Li and his team used cross-referenced data on 15,000 active physicians in Ontario in 2013 and 60,000 residents similar in age, sex, income and residential neighborhood with an organ donor registry.

More than 43 percent of the doctors were registered organ donors, compared to 30 percent of their matched comparison group and 24 percent of the general public in Ontario, according to the results in JAMA.

Doctors who were younger, female or living in a rural community were more likely to be registered.

“Many physicians see the ramifications of the organ donation shortage first hand in their patients, so they may be more motivated to contribute to the shortage if possible,” said Dr.
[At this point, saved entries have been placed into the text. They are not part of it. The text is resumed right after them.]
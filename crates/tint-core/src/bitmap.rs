//! RGBA pixel buffers.

use crate::errors::BitmapError;

/// Bytes per RGBA pixel.
pub const CHANNELS: usize = 4;

/// A decoded image: `width * height` RGBA pixels in row-major order.
///
/// The buffer length is checked on construction, so every `Bitmap` holds
/// exactly `width * height * 4` bytes.
#[derive(Debug, Clone, PartialEq, Eq)]
pub struct Bitmap {
    width: u32,
    height: u32,
    data: Vec<u8>,
}

impl Bitmap {
    /// Wrap an RGBA buffer, rejecting it if its length does not match the dimensions.
    pub fn new(width: u32, height: u32, data: Vec<u8>) -> Result<Self, BitmapError> {
        let expected = expected_len(width, height)?;
        if data.len() != expected {
            return Err(BitmapError::ShapeMismatch {
                width,
                height,
                expected,
                actual: data.len(),
            });
        }
        Ok(Self {
            width,
            height,
            data,
        })
    }

    /// Create a bitmap filled with a single RGBA value.
    pub fn filled(width: u32, height: u32, pixel: [u8; 4]) -> Result<Self, BitmapError> {
        let expected = expected_len(width, height)?;
        let data = pixel.iter().copied().cycle().take(expected).collect();
        Ok(Self {
            width,
            height,
            data,
        })
    }

    pub fn width(&self) -> u32 {
        self.width
    }

    pub fn height(&self) -> u32 {
        self.height
    }

    pub fn dimensions(&self) -> (u32, u32) {
        (self.width, self.height)
    }

    /// Number of pixels.
    pub fn len(&self) -> usize {
        self.data.len() / CHANNELS
    }

    pub fn is_empty(&self) -> bool {
        self.data.is_empty()
    }

    /// Raw RGBA bytes.
    pub fn as_bytes(&self) -> &[u8] {
        &self.data
    }

    /// Mutable RGBA bytes. The length cannot change, so the shape invariant holds.
    pub fn as_bytes_mut(&mut self) -> &mut [u8] {
        &mut self.data
    }

    pub fn into_bytes(self) -> Vec<u8> {
        self.data
    }

    /// Pixel at (x, y), or `None` when out of bounds.
    pub fn pixel(&self, x: u32, y: u32) -> Option<[u8; 4]> {
        if x >= self.width || y >= self.height {
            return None;
        }
        let idx = (y as usize * self.width as usize + x as usize) * CHANNELS;
        let p = &self.data[idx..idx + CHANNELS];
        Some([p[0], p[1], p[2], p[3]])
    }

    /// Overwrite the pixel at (x, y). Returns `false` when out of bounds.
    pub fn set_pixel(&mut self, x: u32, y: u32, pixel: [u8; 4]) -> bool {
        if x >= self.width || y >= self.height {
            return false;
        }
        let idx = (y as usize * self.width as usize + x as usize) * CHANNELS;
        self.data[idx..idx + CHANNELS].copy_from_slice(&pixel);
        true
    }

    /// Iterate over pixels as `[r, g, b, a]` slices.
    pub fn pixels(&self) -> impl Iterator<Item = &[u8]> {
        self.data.chunks_exact(CHANNELS)
    }
}

/// Byte length an RGBA buffer of the given dimensions must have.
pub fn expected_len(width: u32, height: u32) -> Result<usize, BitmapError> {
    (width as usize)
        .checked_mul(height as usize)
        .and_then(|n| n.checked_mul(CHANNELS))
        .ok_or(BitmapError::TooLarge { width, height })
}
Claire Wakefield of Sydney Children's Hospital in Randwick, Australia, who was not part of the new study.

Performing many medical procedures may also make the prospect of organ donation less intimidating for doctors, she told Reuters Health by email.

“I think the Canadian findings are likely to be reflective of the situation in industrialized countries with universal health care coverage, which doesn't include the U.S.” said Susan E. Morgan, director of the Center for Communication, Culture, and Change at the University of Miami in Coral Gables, Florida.

“Although we all expect doctors to know everything health-related, they really don't,” Morgan, who was not involved in the study, told Reuters Health by email. “They're regular people who are influenced by the dominant norms in their culture, just like everyone else.”

Although Morgan has worked on public education campaigns for organ donation in the U.S., she said she was surprised there weren’t more physician organ donors in Ontario.

Many Americans are still uneasy about organ donation due to lack of information, she said.

“We have a truly excellent system in this country that does quite well when it comes to protecting potential donors,” Morgan said.

Doctors and other medical staff have no control over whether someone can become a donor, which is determined by various medical criteria, nor over who will receive those organs, she said.

“The medical personnel who work very, very hard to save the lives of people who are gravely injured or dying are not the same people who do organ transplants - and they don't even work with people who are on the transplant waiting list,” she said. “These are very different medical specialties.”

Currently almost 123,000 people in the U.S. are waiting for an organ transplant, most commonly for a kidney or liver, according to the Organ Procurement and Transplantation Network.